BPC 19 Summary
Page 1 - 29/01/13
Reweighed slabs of metal located in test mass at 33.1kg. Frame of test mass has label 62kg net on it.
Note also has one anchor which consists of 17cm long 5cm diameter bar of unknown weight. Recorded
in BPC 17 all of this weighed 100 +/-1kg.
Set Pico Ch A load cell A range +/- 500mV, Ch B HE sensors OP Amp output range +/- 5V, Ch C Coil range
+/- 500mV, Ch D PT sensor range +/- 5V.
Note all 4 channels were always used but occasionally turned off the display of Ch B so data display of
recording may not show it. Use tool bar Views / Channels to tick all 4 channels to get full display.
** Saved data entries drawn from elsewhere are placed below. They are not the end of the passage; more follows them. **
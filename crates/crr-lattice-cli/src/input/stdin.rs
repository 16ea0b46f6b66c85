use serde_json::Value;
use std::io::{self, Read};

/// Read a piped JSON or YAML document from stdin.
/// Returns None if stdin is a TTY (interactive) or empty.
pub fn read_stdin() -> Result<Option<Value>, Box<dyn std::error::Error>> {
    if atty::is(atty::Stream::Stdin) {
        return Ok(None);
    }

    let mut buffer = String::new();
    io::stdin().read_to_string(&mut buffer)?;
    parse_document(&buffer)
}

/// YAML is a superset of JSON, so one parser covers both.
fn parse_document(buffer: &str) -> Result<Option<Value>, Box<dyn std::error::Error>> {
    let trimmed = buffer.trim();
    if trimmed.is_empty() {
        return Ok(None);
    }
    let value: Value = serde_yaml::from_str(trimmed)?;
    Ok(Some(value))
}

#[cfg(test)]
mod tests {
    use super::*;

    #[test]
    fn test_empty_document_is_none() {
        assert!(parse_document("  \n").unwrap().is_none());
    }

    #[test]
    fn test_json_and_yaml_documents() {
        let json = parse_document(r#"{"steps": 4, "style": "european"}"#).unwrap().unwrap();
        let yaml = parse_document("steps: 4\nstyle: european\n").unwrap().unwrap();
        assert_eq!(json, yaml);
        assert_eq!(json["steps"], 4);
    }
}
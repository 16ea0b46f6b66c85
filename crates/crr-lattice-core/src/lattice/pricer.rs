use rust_decimal::Decimal;
use serde::{Deserialize, Serialize};
use tracing::{debug, warn};

use super::params::{
    ArbitragePolicy, ArbitrageWarning, DerivedConstants, ExerciseStyle, ModelParameters,
};
use super::tree::Triangular;
use crate::error::LatticeError;
use crate::types::{Money, Rate, Years};
use crate::LatticeResult;

// ---------------------------------------------------------------------------
// Public types
// ---------------------------------------------------------------------------

#[derive(Debug, Clone, Copy, PartialEq, Eq, Hash, Serialize, Deserialize)]
#[serde(rename_all = "lowercase")]
pub enum OptionKind {
    Put,
    Call,
}

impl OptionKind {
    /// Unfloored payoff of immediate exercise: K − S for a put, S − K for a call.
    pub fn payoff(self, spot: Money, strike: Money) -> Money {
        match self {
            OptionKind::Put => strike - spot,
            OptionKind::Call => spot - strike,
        }
    }
}

/// Whether exercising at a node beats holding for one more step.
#[derive(Debug, Clone, Copy, PartialEq, Eq, Serialize, Deserialize)]
#[serde(rename_all = "lowercase")]
pub enum ExerciseDecision {
    Exercise,
    Hold,
}

/// Value and exercise-flag lattices for one payoff.
#[derive(Debug, Clone, Serialize)]
pub struct PayoffValuation {
    kind: OptionKind,
    values: Triangular<Money>,
    decisions: Triangular<ExerciseDecision>,
}

impl PayoffValuation {
    pub fn kind(&self) -> OptionKind {
        self.kind
    }

    pub fn values(&self) -> &Triangular<Money> {
        &self.values
    }

    pub fn decisions(&self) -> &Triangular<ExerciseDecision> {
        &self.decisions
    }

    /// Option value at inception, V[0,0].
    pub fn root_value(&self) -> Money {
        self.values[(0, 0)]
    }

    /// Nodes before maturity flagged for exercise.
    pub fn early_exercise_count(&self) -> usize {
        let maturity = self.decisions.steps();
        self.decisions
            .iter()
            .filter(|((i, _), d)| *i < maturity && **d == ExerciseDecision::Exercise)
            .count()
    }
}

/// Everything one pricing run produces. Owns its storage.
#[derive(Debug, Clone, Serialize)]
pub struct LatticeValuation {
    style: ExerciseStyle,
    strike: Money,
    spots: Triangular<Money>,
    put: PayoffValuation,
    call: PayoffValuation,
}

impl LatticeValuation {
    pub fn style(&self) -> ExerciseStyle {
        self.style
    }

    /// Spot price S[i,j] at every node.
    pub fn lattice(&self) -> &Triangular<Money> {
        &self.spots
    }

    pub fn put_values(&self) -> &Triangular<Money> {
        self.put.values()
    }

    pub fn call_values(&self) -> &Triangular<Money> {
        self.call.values()
    }

    pub fn put_exercise_flags(&self) -> &Triangular<ExerciseDecision> {
        self.put.decisions()
    }

    pub fn call_exercise_flags(&self) -> &Triangular<ExerciseDecision> {
        self.call.decisions()
    }

    pub fn payoff(&self, kind: OptionKind) -> &PayoffValuation {
        match kind {
            OptionKind::Put => &self.put,
            OptionKind::Call => &self.call,
        }
    }

    /// Early-exercise boundary, one entry per step.
    ///
    /// Among nodes flagged `Exercise` with positive intrinsic value, the spot
    /// closest to the strike: the highest for a put, the lowest for a call.
    /// `None` where no such node exists at that step.
    pub fn exercise_boundary(&self, kind: OptionKind) -> Vec<Option<Money>> {
        let decisions = self.payoff(kind).decisions();
        (0..=self.spots.steps())
            .map(|i| {
                let exercised = (0..=i).filter_map(|j| {
                    let spot = self.spots[(i, j)];
                    let in_the_money = kind.payoff(spot, self.strike) > Decimal::ZERO;
                    (decisions[(i, j)] == ExerciseDecision::Exercise && in_the_money)
                        .then_some(spot)
                });
                match kind {
                    OptionKind::Put => exercised.max(),
                    OptionKind::Call => exercised.min(),
                }
            })
            .collect()
    }

    /// `(step, up_count): value` lines for the put lattice, maturity first.
    pub fn put_value_listing(&self) -> Vec<String> {
        let values = self.put_values();
        (0..=values.steps())
            .rev()
            .flat_map(|i| (0..=i).map(move |j| format!("({i}, {j}): {}", values[(i, j)])))
            .collect()
    }
}

// ---------------------------------------------------------------------------
// Pricer
// ---------------------------------------------------------------------------

/// Cox-Ross-Rubinstein lattice pricer.
///
/// Construction validates the parameters and derives the per-step
/// constants; `run` builds and values a fresh lattice on every call.
#[derive(Debug, Clone)]
pub struct LatticePricer {
    params: ModelParameters,
    constants: DerivedConstants,
    warnings: Vec<ArbitrageWarning>,
}

impl LatticePricer {
    pub fn new(params: ModelParameters) -> LatticeResult<Self> {
        Self::with_policy(params, ArbitragePolicy::default())
    }

    pub fn with_policy(params: ModelParameters, policy: ArbitragePolicy) -> LatticeResult<Self> {
        params.validate()?;
        let constants = DerivedConstants::derive(&params)?;

        debug!(
            steps = params.steps,
            delta_t = %constants.delta_t,
            up = %constants.up,
            down = %constants.down,
            probability = %constants.probability,
            "derived lattice constants"
        );

        let mut warnings = Vec::new();
        if let Some(warning) = constants.arbitrage_check() {
            match policy {
                ArbitragePolicy::Reject => {
                    return Err(LatticeError::Arbitrage {
                        probability: warning.probability,
                    });
                }
                ArbitragePolicy::Warn => {
                    warn!(probability = %warning.probability, "{warning}");
                    warnings.push(warning);
                }
            }
        }

        Ok(LatticePricer {
            params,
            constants,
            warnings,
        })
    }

    pub fn parameters(&self) -> &ModelParameters {
        &self.params
    }

    pub fn constants(&self) -> &DerivedConstants {
        &self.constants
    }

    pub fn warnings(&self) -> &[ArbitrageWarning] {
        &self.warnings
    }

    /// Build the price lattice once and value it for both payoffs.
    pub fn run(&self) -> LatticeResult<LatticeValuation> {
        let spots = build_price_lattice(
            self.params.spot,
            self.params.steps as usize,
            &self.constants,
        )?;
        let put = backward_induction(&spots, &self.params, &self.constants, OptionKind::Put)?;
        let call = backward_induction(&spots, &self.params, &self.constants, OptionKind::Call)?;

        debug!(
            nodes = spots.node_count(),
            put = %put.root_value(),
            call = %call.root_value(),
            "lattice valued"
        );

        Ok(LatticeValuation {
            style: self.params.style,
            strike: self.params.strike,
            spots,
            put,
            call,
        })
    }
}

/// Positional constructor over the eight model parameters.
#[allow(clippy::too_many_arguments)]
pub fn create_pricer(
    steps: u32,
    time_to_maturity: Years,
    strike: Money,
    spot: Money,
    volatility: Rate,
    interest_rate: Rate,
    dividend_yield: Rate,
    style: ExerciseStyle,
) -> LatticeResult<LatticePricer> {
    LatticePricer::new(ModelParameters {
        steps,
        time_to_maturity,
        strike,
        spot,
        volatility,
        interest_rate,
        dividend_yield,
        style,
    })
}

// ---------------------------------------------------------------------------
// Lattice internals
// ---------------------------------------------------------------------------

/// S[0,0] = S0; S[i,0] = S[i−1,0]·d; S[i,j] = S[i−1,j−1]·u for j ≥ 1.
fn build_price_lattice(
    spot: Money,
    steps: usize,
    constants: &DerivedConstants,
) -> LatticeResult<Triangular<Money>> {
    let mut lattice = Triangular::with_steps(steps);
    lattice.push_row(vec![spot]);

    for i in 1..=steps {
        let mut row = Vec::with_capacity(i + 1);
        for j in 0..=i {
            let price = if j == 0 {
                lattice[(i - 1, 0)].checked_mul(constants.down)
            } else {
                lattice[(i - 1, j - 1)].checked_mul(constants.up)
            };
            let price = price
                .ok_or_else(|| LatticeError::overflow(&format!("spot at node ({i}, {j})")))?;
            row.push(price);
        }
        lattice.push_row(row);
    }

    Ok(lattice)
}

/// exp(−r·Δt)·(p·V_up + (1−p)·V_down)
fn continuation_value(
    constants: &DerivedConstants,
    value_up: Money,
    value_down: Money,
) -> Option<Money> {
    let p = constants.probability;
    let expected = p
        .checked_mul(value_up)?
        .checked_add(Decimal::ONE.checked_sub(p)?.checked_mul(value_down)?)?;
    constants.discount.checked_mul(expected)
}

/// Value one payoff from maturity back to inception.
fn backward_induction(
    spots: &Triangular<Money>,
    params: &ModelParameters,
    constants: &DerivedConstants,
    kind: OptionKind,
) -> LatticeResult<PayoffValuation> {
    let steps = spots.steps();
    let mut value_rows: Vec<Vec<Money>> = Vec::with_capacity(steps + 1);
    let mut decision_rows: Vec<Vec<ExerciseDecision>> = Vec::with_capacity(steps + 1);

    for i in (0..=steps).rev() {
        let mut values = Vec::with_capacity(i + 1);
        let mut decisions = Vec::with_capacity(i + 1);

        for j in 0..=i {
            let intrinsic = kind.payoff(spots[(i, j)], params.strike);

            let mut value = match value_rows.last() {
                // Maturity
                None => intrinsic.max(Decimal::ZERO),
                Some(next) => continuation_value(constants, next[j + 1], next[j])
                    .ok_or_else(|| {
                        LatticeError::overflow(&format!("{kind:?} value at node ({i}, {j})"))
                    })?
                    .max(Decimal::ZERO),
            };

            let decision = if value > intrinsic {
                ExerciseDecision::Hold
            } else {
                ExerciseDecision::Exercise
            };

            if params.style == ExerciseStyle::American {
                value = value.max(intrinsic).max(Decimal::ZERO);
            }

            values.push(value);
            decisions.push(decision);
        }

        value_rows.push(values);
        decision_rows.push(decisions);
    }

    Ok(PayoffValuation {
        kind,
        values: Triangular::from_reversed_rows(value_rows),
        decisions: Triangular::from_reversed_rows(decision_rows),
    })
}

// ---------------------------------------------------------------------------
// Tests
// ---------------------------------------------------------------------------
use serde_json::Value;

use super::result_of;

/// Print just the root put and call values.
pub fn print_minimal(value: &Value) {
    for line in minimal_lines(value) {
        println!("{}", line);
    }
}

fn minimal_lines(value: &Value) -> Vec<String> {
    let result = result_of(value);

    let lines: Vec<String> = ["put_value", "call_value"]
        .iter()
        .filter_map(|key| {
            result
                .get(*key)
                .filter(|v| !v.is_null())
                .map(|v| format!("{}: {}", key.trim_end_matches("_value"), format_minimal(v)))
        })
        .collect();

    if lines.is_empty() {
        // Not a lattice envelope, just print directly
        vec![format_minimal(result)]
    } else {
        lines
    }
}

fn format_minimal(value: &Value) -> String {
    match value {
        Value::String(s) => s.clone(),
        Value::Number(n) => n.to_string(),
        Value::Bool(b) => b.to_string(),
        Value::Null => "null".to_string(),
        _ => serde_json::to_string(value).unwrap_or_default(),
    }
}
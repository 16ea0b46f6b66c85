use rust_decimal::Decimal;
use serde_json::{Map, Value};
use std::str::FromStr;
use tabled::{builder::Builder, Table};

/// Decimal places shown in tables. JSON and CSV keep full precision.
const TABLE_DP: u32 = 6;

/// Format output as tables using the tabled crate.
pub fn print_table(value: &Value) {
    print!("{}", render(value));
}

fn render(value: &Value) -> String {
    let mut out = String::new();
    match value {
        Value::Object(map) => match map.get("result") {
            Some(Value::Object(result)) => {
                out.push_str(&summary_table(result).to_string());
                out.push('\n');
                if let Some(boundary) = boundary_table(result) {
                    out.push_str(&format!("\nExercise boundary:\n{}\n", boundary));
                }
                if let Some(Value::Array(nodes)) = result.get("nodes") {
                    out.push_str(&format!("\nNodes:\n{}\n", node_table(nodes)));
                }
                push_envelope_notes(&mut out, map);
            }
            _ => {
                out.push_str(&summary_table(map).to_string());
                out.push('\n');
            }
        },
        other => {
            out.push_str(&format_value(other));
            out.push('\n');
        }
    }
    out
}

/// Scalar result fields; nested objects flattened as `parent.child`.
fn summary_table(result: &Map<String, Value>) -> Table {
    let mut builder = Builder::default();
    builder.push_record(["Field", "Value"]);
    for (key, val) in result {
        match val {
            Value::Array(_) => {}
            Value::Object(inner) => {
                for (k, v) in inner {
                    builder.push_record([format!("{key}.{k}"), format_value(v)]);
                }
            }
            _ => {
                builder.push_record([key.clone(), format_value(val)]);
            }
        }
    }
    builder.build()
}

fn boundary_table(result: &Map<String, Value>) -> Option<Table> {
    let put = result.get("put_exercise_boundary")?.as_array()?;
    let call = result.get("call_exercise_boundary")?.as_array()?;

    let mut builder = Builder::default();
    builder.push_record(["Step", "Put boundary", "Call boundary"]);
    for (step, (p, c)) in put.iter().zip(call).enumerate() {
        builder.push_record([step.to_string(), format_value(p), format_value(c)]);
    }
    Some(builder.build())
}

fn node_table(nodes: &[Value]) -> Table {
    let columns = [
        ("step", "Step"),
        ("up_count", "Up"),
        ("spot", "Spot"),
        ("put_value", "Put"),
        ("put_decision", "Put decision"),
        ("call_value", "Call"),
        ("call_decision", "Call decision"),
    ];

    let mut builder = Builder::default();
    builder.push_record(columns.iter().map(|(_, header)| header.to_string()));
    for node in nodes {
        builder.push_record(
            columns
                .iter()
                .map(|(key, _)| node.get(*key).map(format_value).unwrap_or_default()),
        );
    }
    builder.build()
}

fn push_envelope_notes(out: &mut String, envelope: &Map<String, Value>) {
    if let Some(Value::Array(warnings)) = envelope.get("warnings") {
        if !warnings.is_empty() {
            out.push_str("\nWarnings:\n");
            for w in warnings {
                if let Value::String(s) = w {
                    out.push_str(&format!("  - {}\n", s));
                }
            }
        }
    }

    if let Some(Value::String(meth)) = envelope.get("methodology") {
        out.push_str(&format!("\nMethodology: {}\n", meth));
    }
}

fn format_value(value: &Value) -> String {
    match value {
        Value::String(s) => match Decimal::from_str(s) {
            Ok(d) => d.round_dp(TABLE_DP).normalize().to_string(),
            Err(_) => s.clone(),
        },
        Value::Number(n) => n.to_string(),
        Value::Bool(b) => b.to_string(),
        Value::Null => "-".to_string(),
        Value::Array(arr) => {
            let items: Vec<String> = arr.iter().map(format_value).collect();
            items.join(", ")
        }
        Value::Object(_) => serde_json::to_string(value).unwrap_or_default(),
    }
}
We did not relocate PT sensor to a position nearer the centre of mass because of concern over time
pressures.
Cleaned PT white pipe with turps substitute which removed a little dirt but visually did not seem to
make much change. (Also had concern over leaving bits of white tissue behind - I had no bit free cloth!)
Note ali former set up with PTFE end caps providing very small clearance for white pipe to see if reduce
problem of free play of white pipe within ali former. (Compare to BPC 18 75 & 100 onwards.)
BPC 19 01 – hung test mass with gash rope, rattled mass and allowed to settle (note 2 sheets of data).
Aim to see how PT and HE reacted
BPC 19 02 – repeated 01 having stretched rope a little.
BPC 19 03 – used winch to lift test mass (hence spikes in trace)
Realised PT trace was small, checked back and noted should have set range to +/-2V so switch Pico Ch D
PT sensor range +/-2V.
BPC 19 04 – rattled and stretched test mass over 6 sheets of data, see sheet 5 shows moderate response
by HE, coil & PT.
Unclear if significant improvement with PTFE end caps in use.
BPC 19 10 – simple drop for g’ no shims. Noted wobble on coil trace through tR with period of 2 to 4ms.
Also noted “square wave” noise on PT trace when mass moving at some velocity.
Reset upper tR magnets to engage with HE sensors at tR.
BPC 19 11 – simple g’ drop. HE shows simple curve for tR as expected.
BPC 19 15 – rattled white pipe
Concern that PT may be located on low response area
BPC 19 16 - repeat 15 with PT at different heights. Is difference in peak to peak (50 mV and 25mV for
high and low signal) when rattled. These values seem low compared to BPC 18 work so sense PTFE end
caps do help.
Page 2
Turned white pipe around through 180 degrees so notches no longer visible to PT.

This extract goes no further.